EL PASO--- At El Paso's El Bronco flea market, NewsChannel 9 searched for La Santa Muerte.
It didn't take us long to find her.
"Do you find her popular?" I asked one jewelry shop keeper. "At times," he said. "People ask for her."
There, we found her in rings, necklaces.
We found her in rows of figurines, both small and large.
We saw her image amongst a pile of T-shirts.
And on those shirts, prayers like these:
"In the name of the Father, of the Son and of the Holy Spirit.
Immaculate Being of Light, I implore you: grant the favors that I ask of you until my last day, hour and moment," it read.
It's all evidence the culture of Santa Muerte is here in El Paso.
HERE... BUT UNKNOWN.
"The way I always looked at it, death was life's equalizer. You know, we're not born equal, but we're all going to die," said Roger Martinez, a Central El Paso man who just learned the statue that stood in his kitchen for the past six months, was all along the Saint of Death.
Martinez said he won the statue in August, oddly enough, at a church bazaar game in Clint, TX.
"It was a roulette wheel and it landed on number 75," he said. "Someone had to throw a dart and it was red, and I had red 75 and I was a winner!"
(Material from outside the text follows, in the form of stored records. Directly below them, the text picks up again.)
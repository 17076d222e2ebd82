use crate::error::Result;
use crate::output::{PlanResult, RenameResult};
use crate::session::Session;

/// Commit a previously built plan and record it in the session history
pub fn apply_operation(session: &Session, plan: PlanResult) -> Result<RenameResult> {
    let PlanResult {
        directory,
        transform,
        mapping,
    } = plan;

    let report = session.apply(mapping.clone())?;

    Ok(RenameResult {
        directory,
        transform,
        mapping,
        report,
    })
}
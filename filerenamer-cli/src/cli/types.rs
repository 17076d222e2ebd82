use clap::ValueEnum;
use filerenamer_core::{Location, Preview};

#[derive(Debug, Clone, Copy, ValueEnum, PartialEq)]
pub enum PreviewArg {
    Table,
    Diff,
    Summary,
    None,
}

impl From<PreviewArg> for Preview {
    fn from(arg: PreviewArg) -> Self {
        match arg {
            PreviewArg::Table => Self::Table,
            PreviewArg::Diff => Self::Diff,
            PreviewArg::Summary => Self::Summary,
            PreviewArg::None => Self::None,
        }
    }
}

#[derive(Debug, Clone, Copy, ValueEnum, PartialEq)]
pub enum OutputFormat {
    Summary,
    Json,
}

impl From<OutputFormat> for filerenamer_core::OutputFormat {
    fn from(arg: OutputFormat) -> Self {
        match arg {
            OutputFormat::Summary => Self::Summary,
            OutputFormat::Json => Self::Json,
        }
    }
}

#[derive(Debug, Clone, Copy, ValueEnum, PartialEq)]
pub enum LocationArg {
    Start,
    End,
}

impl From<LocationArg> for Location {
    fn from(arg: LocationArg) -> Self {
        match arg {
            LocationArg::Start => Self::Start,
            LocationArg::End => Self::End,
        }
    }
}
But Martinez had no idea what he, and nearly 75 others had been vying for. What he had won.
"I was like what did I get? And then they showed me this thing, and I was like, oh my God, what is that?" he said.
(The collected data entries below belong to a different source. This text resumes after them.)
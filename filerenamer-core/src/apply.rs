use crate::error::{RenameError, Result};
use crate::mapping::{RenameMapping, RenamePair};
use crate::snapshot::DirectoryHandle;
use serde::{Deserialize, Serialize};
use std::fs;
use std::path::Path;

/// Why a pair of a mapping was not committed.
#[derive(Debug, Clone, PartialEq, Eq, Serialize, Deserialize)]
#[serde(tag = "reason", content = "detail", rename_all = "snake_case")]
pub enum SkipReason {
    /// The source name is no longer in the directory.
    SourceMissing,
    /// Something already exists under the target name.
    DestinationExists,
    /// The pair renames a file onto itself.
    Unchanged,
    /// A name is empty, `.`/`..`, or would leave the directory.
    InvalidName,
    /// The source is a directory rather than a file.
    NotAFile,
    /// The operating system refused the rename.
    RenameFailed(String),
}

impl std::fmt::Display for SkipReason {
    fn fmt(&self, f: &mut std::fmt::Formatter<'_>) -> std::fmt::Result {
        match self {
            Self::SourceMissing => f.write_str("source no longer exists"),
            Self::DestinationExists => f.write_str("destination already exists"),
            Self::Unchanged => f.write_str("name is unchanged"),
            Self::InvalidName => f.write_str("not a plain filename"),
            Self::NotAFile => f.write_str("source is a directory"),
            Self::RenameFailed(msg) => write!(f, "rename failed: {}", msg),
        }
    }
}

#[derive(Debug, Clone, PartialEq, Eq, Serialize, Deserialize)]
pub struct SkippedRename {
    pub old: String,
    pub new: String,
    pub reason: SkipReason,
}

/// Outcome of committing a mapping.
#[derive(Debug, Clone, Default, PartialEq, Eq, Serialize, Deserialize)]
pub struct ApplyReport {
    pub applied: Vec<RenamePair>,
    pub skipped: Vec<SkippedRename>,
}

impl ApplyReport {
    pub fn applied_count(&self) -> usize {
        self.applied.len()
    }

    pub fn skipped_count(&self) -> usize {
        self.skipped.len()
    }

    fn skip(&mut self, pair: &RenamePair, reason: SkipReason) {
        tracing::warn!(old = %pair.old, new = %pair.new, %reason, "skipping rename");
        self.skipped.push(SkippedRename {
            old: pair.old.clone(),
            new: pair.new.clone(),
            reason,
        });
    }
}

/// Commit `mapping` to disk, one pair at a time in mapping order.
///
/// Pairs are independent: a stale source, an occupied target or a refused
/// rename skips that pair only, and nothing already renamed is rolled back.
/// An existing file is never overwritten. The whole call fails only when the
/// directory itself is gone.
pub fn apply_mapping(dir: &DirectoryHandle, mapping: &RenameMapping) -> Result<ApplyReport> {
    dir.validate()?;

    let mut report = ApplyReport::default();
    for pair in mapping {
        if pair.is_noop() {
            report.skip(pair, SkipReason::Unchanged);
            continue;
        }
        if !is_plain_filename(&pair.old) || !is_plain_filename(&pair.new) {
            report.skip(pair, SkipReason::InvalidName);
            continue;
        }

        let from = dir.join(&pair.old);
        let to = dir.join(&pair.new);

        match fs::symlink_metadata(&from) {
            Ok(meta) if meta.is_dir() => {
                report.skip(pair, SkipReason::NotAFile);
                continue;
            },
            Ok(_) => {},
            Err(_) => {
                report.skip(pair, SkipReason::SourceMissing);
                continue;
            },
        }

        let case_only = is_case_only_change(&pair.old, &pair.new);
        let destination_taken = fs::symlink_metadata(&to).is_ok();
        let outcome = if !destination_taken {
            fs::rename(&from, &to)
        } else if case_only && is_same_file(&from, &to) {
            rename_through_temp(&from, &to)
        } else {
            report.skip(pair, SkipReason::DestinationExists);
            continue;
        };

        match outcome {
            Ok(()) => {
                tracing::info!(old = %pair.old, new = %pair.new, "renamed");
                report.applied.push(pair.clone());
            },
            Err(e) => {
                dir.validate()?;
                report.skip(pair, SkipReason::RenameFailed(e.to_string()));
            },
        }
    }

    Ok(report)
}

fn is_plain_filename(name: &str) -> bool {
    !name.is_empty()
        && name != "."
        && name != ".."
        && !name.contains('/')
        && !name.contains(std::path::MAIN_SEPARATOR)
        && !name.contains('\0')
}

fn is_case_only_change(old: &str, new: &str) -> bool {
    old != new && old.to_lowercase() == new.to_lowercase()
}

/// Whether two paths name the same directory entry, as they do for
/// case variants on a case-insensitive filesystem.
#[cfg(unix)]
fn is_same_file(a: &Path, b: &Path) -> bool {
    use std::os::unix::fs::MetadataExt;
    match (fs::symlink_metadata(a), fs::symlink_metadata(b)) {
        (Ok(x), Ok(y)) => x.dev() == y.dev() && x.ino() == y.ino(),
        _ => false,
    }
}

#[cfg(not(unix))]
fn is_same_file(a: &Path, b: &Path) -> bool {
    match (fs::canonicalize(a), fs::canonicalize(b)) {
        (Ok(x), Ok(y)) => x == y,
        _ => false,
    }
}

/// Two-step rename for case-only changes on case-insensitive filesystems.
fn rename_through_temp(from: &Path, to: &Path) -> std::io::Result<()> {
    let file_name = from
        .file_name()
        .map(|n| n.to_string_lossy().into_owned())
        .unwrap_or_default();
    let temp = from.with_file_name(format!(
        ".{}.{}.filerenamer.tmp",
        file_name,
        std::process::id()
    ));
    if fs::symlink_metadata(&temp).is_ok() {
        return Err(std::io::Error::new(
            std::io::ErrorKind::AlreadyExists,
            format!("temporary name {} is taken", temp.display()),
        ));
    }
    tracing::debug!(temp = %temp.display(), "case-only rename through temporary name");
    fs::rename(from, &temp)?;
    if let Err(e) = fs::rename(&temp, to) {
        return Err(move_back_from_temp(&temp, from, e));
    }
    Ok(())
}

/// Put a file parked under `temp` back at `from` after the second step of a
/// case-only rename failed. If that fails too, the error names the temporary
/// path so the file can still be found.
fn move_back_from_temp(temp: &Path, from: &Path, err: std::io::Error) -> std::io::Error {
    match fs::rename(temp, from) {
        Ok(()) => err,
        Err(rollback) => {
            tracing::warn!(
                temp = %temp.display(),
                error = %rollback,
                "could not move file back from temporary name"
            );
            std::io::Error::new(
                err.kind(),
                format!("{}; file left at {}", err, temp.display()),
            )
        },
    }
}

#[cfg(test)]
mod tests {
    use super::*;
    use tempfile::TempDir;

    fn setup(files: &[(&str, &str)]) -> (TempDir, DirectoryHandle) {
        let temp_dir = TempDir::new().unwrap();
        for (name, content) in files {
            fs::write(temp_dir.path().join(name), content).unwrap();
        }
        let handle = DirectoryHandle::open(temp_dir.path()).unwrap();
        (temp_dir, handle)
    }

    fn mapping(pairs: &[(&str, &str)]) -> RenameMapping {
        RenameMapping::from_pairs(pairs.iter().map(|(o, n)| RenamePair::new(*o, *n))).unwrap()
    }

    #[test]
    fn test_apply_renames_files() {
        let (temp, dir) = setup(&[("a.txt", "A"), ("b.txt", "B")]);
        let report = apply_mapping(&dir, &mapping(&[("a.txt", "x.txt"), ("b.txt", "y.txt")]))
            .unwrap();

        assert_eq!(report.applied_count(), 2);
        assert!(report.skipped.is_empty());
        assert_eq!(fs::read_to_string(temp.path().join("x.txt")).unwrap(), "A");
        assert_eq!(fs::read_to_string(temp.path().join("y.txt")).unwrap(), "B");
        assert!(!temp.path().join("a.txt").exists());
    }

    #[test]
    fn test_apply_never_overwrites_existing_file() {
        let (temp, dir) = setup(&[("a.txt", "source"), ("b.txt", "keep me")]);
        let report = apply_mapping(&dir, &mapping(&[("a.txt", "b.txt")])).unwrap();

        assert_eq!(report.applied_count(), 0);
        assert_eq!(report.skipped[0].reason, SkipReason::DestinationExists);
        assert_eq!(fs::read_to_string(temp.path().join("b.txt")).unwrap(), "keep me");
        assert_eq!(fs::read_to_string(temp.path().join("a.txt")).unwrap(), "source");
    }

    #[test]
    fn test_apply_skips_stale_source_and_continues() {
        let (temp, dir) = setup(&[("b.txt", "")]);
        let report =
            apply_mapping(&dir, &mapping(&[("gone.txt", "x.txt"), ("b.txt", "c.txt")])).unwrap();

        assert_eq!(report.skipped[0].reason, SkipReason::SourceMissing);
        assert_eq!(report.applied, vec![RenamePair::new("b.txt", "c.txt")]);
        assert!(temp.path().join("c.txt").exists());
    }

    #[test]
    fn test_apply_tolerates_noop_pair() {
        let (temp, dir) = setup(&[("a.txt", "")]);
        let report = apply_mapping(&dir, &mapping(&[("a.txt", "a.txt")])).unwrap();

        assert_eq!(report.skipped[0].reason, SkipReason::Unchanged);
        assert!(temp.path().join("a.txt").exists());
    }

    #[test]
    fn test_apply_rejects_names_leaving_directory() {
        let (temp, dir) = setup(&[("a.txt", "")]);
        fs::create_dir(temp.path().join("sub")).unwrap();
        let report = apply_mapping(
            &dir,
            &mapping(&[("a.txt", "sub/a.txt"), ("sub", "renamed")]),
        )
        .unwrap();

        assert_eq!(report.skipped[0].reason, SkipReason::InvalidName);
        assert_eq!(report.skipped[1].reason, SkipReason::NotAFile);
        assert!(temp.path().join("a.txt").exists());
        assert!(temp.path().join("sub").is_dir());
    }

    #[test]
    fn test_apply_fails_when_directory_vanished() {
        let temp = TempDir::new().unwrap();
        let target = temp.path().join("target");
        fs::create_dir(&target).unwrap();
        let dir = DirectoryHandle::open(&target).unwrap();
        fs::remove_dir(&target).unwrap();

        let result = apply_mapping(&dir, &mapping(&[("a", "b")]));
        assert!(matches!(result, Err(RenameError::InvalidDirectory { .. })));
    }

    #[test]
    fn test_case_only_rename() {
        let (temp, dir) = setup(&[("photo.jpg", "img")]);
        let report = apply_mapping(&dir, &mapping(&[("photo.jpg", "Photo.jpg")])).unwrap();

        assert_eq!(report.applied_count(), 1);
        let names = crate::snapshot::list_filenames(temp.path()).unwrap();
        assert_eq!(names, vec!["Photo.jpg"]);
    }

    #[test]
    fn test_case_variant_of_distinct_file_is_collision() {
        let (temp, dir) = setup(&[("a.txt", "lower")]);
        // Only meaningful on case-sensitive filesystems, where both can exist.
        if fs::write(temp.path().join("A.txt"), "upper").is_err()
            || crate::snapshot::list_filenames(temp.path()).unwrap().len() != 2
        {
            return;
        }

        let report = apply_mapping(&dir, &mapping(&[("a.txt", "A.txt")])).unwrap();
        assert_eq!(report.skipped[0].reason, SkipReason::DestinationExists);
        assert_eq!(fs::read_to_string(temp.path().join("A.txt")).unwrap(), "upper");
    }

    #[test]
    fn test_move_back_from_temp_restores_source() {
        let (temp_dir, _dir) = setup(&[(".a.txt.1.filerenamer.tmp", "data")]);
        let temp = temp_dir.path().join(".a.txt.1.filerenamer.tmp");
        let from = temp_dir.path().join("a.txt");

        let err = move_back_from_temp(&temp, &from, std::io::Error::other("second step"));

        assert_eq!(err.to_string(), "second step");
        assert_eq!(fs::read_to_string(&from).unwrap(), "data");
        assert!(!temp.exists());
    }

    #[test]
    fn test_move_back_from_temp_failure_names_temp_path() {
        let (temp_dir, _dir) = setup(&[]);
        let temp = temp_dir.path().join(".a.txt.1.filerenamer.tmp");
        let from = temp_dir.path().join("a.txt");

        let err = move_back_from_temp(&temp, &from, std::io::Error::other("second step"));

        let message = err.to_string();
        assert!(message.starts_with("second step"));
        assert!(message.contains(".a.txt.1.filerenamer.tmp"));
    }
}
When he tried to trade her in, the game leaders wouldn't let him.
And when he tried to sell her, everyone told him they wouldn't buy her. All he was told was she was supposed to bring good luck, that she would bring him longer life.
"But now that I know what it is, I think she's leaving tomorrow," he laughed.
BELIEVERS IN EL PASO
"Well actually they're pretty popular. They're part of a lot of beliefs down in Mexico."
Jesse Torres, a manager at Sunland Park Mall's Mexican Sound store, sells paper mache models of the Saint of Death at this store in West El Paso.
He said, for a good reason.
According to him, his store has sold more than a 100 of the Santa Muerte models in the last two months.
"I think maybe there's a lot of people who just like them, and then there's people who actually believe in it," he said.
Torres is one of those believers.
He said he doesn't normally tell people about his faith because his saint, whom he calls "La Nina Blanca," has such a negative image. He even doesn't wear many of the charms bearing her image, because he doesn't want to scare customers away.
"I take it almost as a saint. I don't take it as something bad," he said.
According to Torres, there are two sides to Santa Muerte, a good, and a bad.
But, he said, it's all on how the believer wants to use her; for good, or for evil.